Providing training is only half the employee development equation. A McKinsey survey reported that only one-quarter of respondents said their training programs measurably improved business performance. Yet, the demand for learning and development is rising in popularity, with 84% of employees stating they expect training from their employer. Why this discrepancy?
Active engagement by adult learners is critical to improving both knowledge and its application. Skilled instructional designers and teachers know and use a variety of tools such as surprise, repetition, and humor to encourage learning and retention. They build in opportunities for discovery, challenging activities, collaboration and sharing between peers and instructors to improve engagement and thus, learning retention.
For some training, this matters less. If you want to know how to build a spreadsheet in Excel, something from an on-demand content library works, suggests Markey. Some workers want a synchronous learning experience under the guidance of an instructor while others may prefer asynchronous learning where they work at their own pace or access short how-to videos as they need them. Or maybe a combination of both — blended learning — is best.
Another key facet of learner engagement is motivation.
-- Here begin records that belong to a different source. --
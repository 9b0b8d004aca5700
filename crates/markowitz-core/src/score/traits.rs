//! Core Score trait definition

use std::fmt::{Debug, Display};
use std::ops::{Add, Neg, Sub};

/// Core trait for score types.
///
/// Scores represent the quality of a working solution. They are used to:
/// - Compare solutions (better/worse/equal)
/// - Determine feasibility
///
/// All score implementations must be:
/// - Immutable (operations return new instances)
/// - Thread-safe (Send + Sync)
/// - Comparable (total ordering, higher is better)
pub trait Score:
    Copy
    + Debug
    + Display
    + Default
    + Send
    + Sync
    + PartialEq
    + Eq
    + PartialOrd
    + Ord
    + Add<Output = Self>
    + Sub<Output = Self>
    + Neg<Output = Self>
    + 'static
{
    /// Returns true if this score represents a feasible solution.
    ///
    /// A solution is feasible when all hard constraints are satisfied
    /// (i.e., the hard level is >= 0).
    fn is_feasible(&self) -> bool;

    /// Returns the zero score (identity element for addition).
    fn zero() -> Self;
}
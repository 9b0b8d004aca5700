//! Portfolio domain model
//!
//! The solution model owned by the calling engine:
//! - `AssetClass`: static category with per-class return and risk figures
//! - `CorrelationMatrix`: dense pairwise correlation table, ordinal-indexed
//! - `AssetAllocation`: one decision variable (quantity assigned to a class)
//! - `Parametrization`: global configuration (the squared-risk ceiling)
//! - `PortfolioSolution`: the complete working solution

mod asset;
mod correlation;
mod solution;
mod traits;


pub use asset::{AssetAllocation, AssetClass};
pub use correlation::{CorrelationMatrix, CorrelationMatrixBuilder};
pub use solution::{Parametrization, PortfolioSolution};
pub use traits::PlanningSolution;
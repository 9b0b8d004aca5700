//! HardSoftScore - Two-level score with hard and soft components

use std::cmp::Ordering;
use std::fmt;
use std::ops::{Add, Neg, Sub};

use super::traits::Score;

/// A score with separate hard and soft levels.
///
/// The hard level is a feasibility penalty: it is zero when the portfolio
/// satisfies every hard constraint and negative otherwise. The soft level is
/// the quality value to be maximized.
///
/// When comparing scores:
/// 1. Hard levels are compared first
/// 2. Soft levels are only compared when hard levels are equal
///
/// # Examples
///
/// ```
/// use markowitz_core::HardSoftScore;
///
/// let score1 = HardSoftScore::of(-1, 500);  // infeasible
/// let score2 = HardSoftScore::of(0, 200);   // feasible but lower quality
///
/// // Feasible solutions are always better than infeasible ones
/// assert!(score2 > score1);
///
/// let score3 = HardSoftScore::of(0, 350);
/// assert!(score3 > score2);
/// ```
#[derive(Clone, Copy, PartialEq, Eq, Hash, Default)]
#[cfg_attr(feature = "serde", derive(serde::Serialize, serde::Deserialize))]
pub struct HardSoftScore {
    hard: i64,
    soft: i64,
}

impl HardSoftScore {
    /// The zero score.
    pub const ZERO: HardSoftScore = HardSoftScore { hard: 0, soft: 0 };

    /// Creates a new HardSoftScore.
    #[inline]
    pub const fn of(hard: i64, soft: i64) -> Self {
        HardSoftScore { hard, soft }
    }

    /// Creates a score with only a hard component.
    #[inline]
    pub const fn of_hard(hard: i64) -> Self {
        HardSoftScore { hard, soft: 0 }
    }

    /// Creates a score with only a soft component.
    #[inline]
    pub const fn of_soft(soft: i64) -> Self {
        HardSoftScore { hard: 0, soft }
    }

    /// Returns the hard level.
    #[inline]
    pub const fn hard(&self) -> i64 {
        self.hard
    }

    /// Returns the soft level.
    #[inline]
    pub const fn soft(&self) -> i64 {
        self.soft
    }
}

impl Score for HardSoftScore {
    #[inline]
    fn is_feasible(&self) -> bool {
        self.hard >= 0
    }

    #[inline]
    fn zero() -> Self {
        HardSoftScore::ZERO
    }
}

impl Ord for HardSoftScore {
    fn cmp(&self, other: &Self) -> Ordering {
        match self.hard.cmp(&other.hard) {
            Ordering::Equal => self.soft.cmp(&other.soft),
            other => other,
        }
    }
}

impl PartialOrd for HardSoftScore {
    fn partial_cmp(&self, other: &Self) -> Option<Ordering> {
        Some(self.cmp(other))
    }
}

impl Add for HardSoftScore {
    type Output = Self;

    fn add(self, other: Self) -> Self {
        HardSoftScore::of(self.hard + other.hard, self.soft + other.soft)
    }
}

impl Sub for HardSoftScore {
    type Output = Self;

    fn sub(self, other: Self) -> Self {
        HardSoftScore::of(self.hard - other.hard, self.soft - other.soft)
    }
}

impl Neg for HardSoftScore {
    type Output = Self;

    fn neg(self) -> Self {
        HardSoftScore::of(-self.hard, -self.soft)
    }
}

impl fmt::Debug for HardSoftScore {
    fn fmt(&self, f: &mut fmt::Formatter<'_>) -> fmt::Result {
        write!(f, "HardSoftScore({}, {})", self.hard, self.soft)
    }
}

impl fmt::Display for HardSoftScore {
    fn fmt(&self, f: &mut fmt::Formatter<'_>) -> fmt::Result {
        write!(f, "{}hard/{}soft", self.hard, self.soft)
    }
}
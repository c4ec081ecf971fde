//! Structural validation of materialized requests.

use crate::error::{Error, Result};
use crate::request::{AddRequest, DeleteRequest, QueryRequest, UpdateRequest};

pub const MISSING_EMBEDDINGS_OR_DOCUMENTS: &str =
    "You must provide either embeddings or a list of documents";
pub const LENGTH_MISMATCH: &str = "The length of ids, embeddings, and documents must match";
pub const MISSING_UPDATE_IDS: &str = "ids cannot be empty for update";
pub const MISSING_DELETE_TARGET: &str = "you need to specify either the list of ids to delete \
     or a where clause for documents or metadata";
pub const MISSING_QUERY_EMBEDDINGS: &str =
    "You need to either provide the embeddings or the text you want to query";

/// A request that can check its own shape.
pub trait Validate {
    fn validate(&self) -> Result<()>;
}

/// True when every given length is the same. Empty input counts as equal.
fn same_length(lengths: &[usize]) -> bool {
    lengths.windows(2).all(|w| w[0] == w[1])
}

impl Validate for AddRequest {
    fn validate(&self) -> Result<()> {
        if self.embeddings.is_empty() && self.documents.is_empty() {
            return Err(Error::validation(MISSING_EMBEDDINGS_OR_DOCUMENTS));
        }
        if !same_length(&[self.ids.len(), self.embeddings.len(), self.documents.len()]) {
            return Err(Error::validation(LENGTH_MISMATCH));
        }
        Ok(())
    }
}

impl Validate for UpdateRequest {
    fn validate(&self) -> Result<()> {
        if self.ids.is_empty() {
            return Err(Error::validation(MISSING_UPDATE_IDS));
        }
        Ok(())
    }
}

impl Validate for DeleteRequest {
    fn validate(&self) -> Result<()> {
        if self.ids.is_empty() && self.where_metadata.is_empty() && self.where_document.is_empty()
        {
            return Err(Error::validation(MISSING_DELETE_TARGET));
        }
        Ok(())
    }
}

impl Validate for QueryRequest {
    fn validate(&self) -> Result<()> {
        if self.query_embeddings.is_empty() {
            return Err(Error::validation(MISSING_QUERY_EMBEDDINGS));
        }
        Ok(())
    }
}
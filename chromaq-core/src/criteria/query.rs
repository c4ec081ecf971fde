//! Criteria for nearest-neighbor queries.

use tracing::debug;

use crate::criteria::validate::Validate;
use crate::criteria::{Filters, Requestable};
use crate::embedding::{resolve_embeddings, Embedding, EmbeddingFunction};
use crate::error::Result;
use crate::filter::{DocumentCondition, MetadataCondition, Value};
use crate::include::Include;
use crate::request::QueryRequest;

pub const DEFAULT_N_RESULTS: usize = 10;

/// A nearest-neighbor query.
///
/// The slice passed to [`to_request`](Requestable::to_request) holds the
/// query texts, which are embedded only when the criteria carries no
/// embeddings of its own.
///
/// # Example
///
/// ```
/// use chromaq_core::filter::{contains, gt};
/// use chromaq_core::{Embedding, QueryCriteria, Requestable};
///
/// let request = QueryCriteria::builder()
///     .where_metadata(("year", gt(2020)))
///     .where_document(contains("rust"))
///     .with_number_of_results(3)
///     .with_embeddings([Embedding::from([0.1, 0.2])])
///     .build()
///     .to_request(&[], None)
///     .unwrap();
/// assert_eq!(request.n_results, 3);
/// ```
#[derive(Debug, Clone, PartialEq)]
pub struct QueryCriteria {
    filters: Filters,
    n_results: usize,
    include: Vec<Include>,
    embeddings: Vec<Embedding>,
}

impl QueryCriteria {
    pub fn builder() -> QueryCriteriaBuilder {
        QueryCriteriaBuilder::default()
    }

    pub fn where_metadata(&self) -> Value {
        self.filters.where_metadata()
    }

    pub fn where_document(&self) -> Value {
        self.filters.where_document()
    }

    #[inline]
    pub fn n_results(&self) -> usize {
        self.n_results
    }

    #[inline]
    pub fn include(&self) -> &[Include] {
        &self.include
    }

    #[inline]
    pub fn embeddings(&self) -> &[Embedding] {
        &self.embeddings
    }

    #[inline]
    pub fn has_embeddings(&self) -> bool {
        !self.embeddings.is_empty()
    }
}

impl Requestable for QueryCriteria {
    type Request = QueryRequest;

    fn to_request(
        &self,
        texts: &[String],
        embedding_function: Option<&dyn EmbeddingFunction>,
    ) -> Result<QueryRequest> {
        let query_embeddings = resolve_embeddings(&self.embeddings, texts, embedding_function)?;
        let request = QueryRequest {
            where_metadata: self.where_metadata(),
            where_document: self.where_document(),
            query_embeddings,
            n_results: self.n_results,
            include: self.include.clone(),
        };
        request.validate()?;
        debug!(
            queries = request.query_embeddings.len(),
            n_results = self.n_results,
            "materialized query request"
        );
        Ok(request)
    }
}

/// Builder for [`QueryCriteria`].
#[derive(Debug, Clone)]
pub struct QueryCriteriaBuilder {
    inner: QueryCriteria,
}

impl Default for QueryCriteriaBuilder {
    fn default() -> Self {
        Self {
            inner: QueryCriteria {
                filters: Filters::default(),
                n_results: DEFAULT_N_RESULTS,
                include: Include::defaults(),
                embeddings: Vec::new(),
            },
        }
    }
}

impl QueryCriteriaBuilder {
    pub fn where_metadata(mut self, condition: impl Into<MetadataCondition>) -> Self {
        self.inner.filters.set_metadata(condition);
        self
    }

    pub fn where_document(mut self, condition: impl Into<DocumentCondition>) -> Self {
        self.inner.filters.set_document(condition);
        self
    }

    pub fn with_number_of_results(mut self, n_results: usize) -> Self {
        self.inner.n_results = n_results;
        self
    }

    pub fn with_embeddings<I, E>(mut self, embeddings: I) -> Self
    where
        I: IntoIterator<Item = E>,
        E: Into<Embedding>,
    {
        self.inner.embeddings = embeddings.into_iter().map(Into::into).collect();
        self
    }

    pub fn include<I: IntoIterator<Item = Include>>(mut self, include: I) -> Self {
        self.inner.include = include.into_iter().collect();
        self
    }

    pub fn build(self) -> QueryCriteria {
        self.inner
    }
}
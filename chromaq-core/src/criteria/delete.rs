//! Criteria for deleting items by id and/or filter.

use tracing::debug;

use crate::criteria::validate::Validate;
use crate::criteria::{Filters, Requestable};
use crate::embedding::EmbeddingFunction;
use crate::error::Result;
use crate::filter::{DocumentCondition, MetadataCondition, Value};
use crate::request::DeleteRequest;

/// Filters selecting what to delete.
///
/// A delete must target something: either explicit ids or at least one
/// non-empty filter.
#[derive(Debug, Clone, Default, PartialEq)]
pub struct DeleteCriteria {
    filters: Filters,
}

impl DeleteCriteria {
    pub fn builder() -> DeleteCriteriaBuilder {
        DeleteCriteriaBuilder::default()
    }

    pub fn where_metadata(&self) -> Value {
        self.filters.where_metadata()
    }

    pub fn where_document(&self) -> Value {
        self.filters.where_document()
    }

    #[inline]
    pub fn filters(&self) -> &Filters {
        &self.filters
    }
}

impl Requestable for DeleteCriteria {
    type Request = DeleteRequest;

    fn to_request(
        &self,
        ids: &[String],
        _embedding_function: Option<&dyn EmbeddingFunction>,
    ) -> Result<DeleteRequest> {
        let request = DeleteRequest {
            ids: ids.to_vec(),
            where_metadata: self.where_metadata(),
            where_document: self.where_document(),
        };
        request.validate()?;
        debug!(ids = request.ids.len(), "materialized delete request");
        Ok(request)
    }
}

/// Builder for [`DeleteCriteria`].
#[derive(Debug, Clone, Default)]
pub struct DeleteCriteriaBuilder {
    inner: DeleteCriteria,
}

impl DeleteCriteriaBuilder {
    pub fn where_metadata(mut self, condition: impl Into<MetadataCondition>) -> Self {
        self.inner.filters.set_metadata(condition);
        self
    }

    pub fn where_document(mut self, condition: impl Into<DocumentCondition>) -> Self {
        self.inner.filters.set_document(condition);
        self
    }

    pub fn build(self) -> DeleteCriteria {
        self.inner
    }
}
Adult learners want to decide what they’re learning and make their own learning goals. They need to feel that the material is useful and relevant. Without this autonomy, they are less motivated to learn, less likely to engage, and less likely to build new knowledge, habits or attitudes.
This can be challenging in workplaces filled with individuals of varying skill levels, interests and training delivery preferences.
With an eye toward engagement and cost-effectiveness, how can you offer all these options?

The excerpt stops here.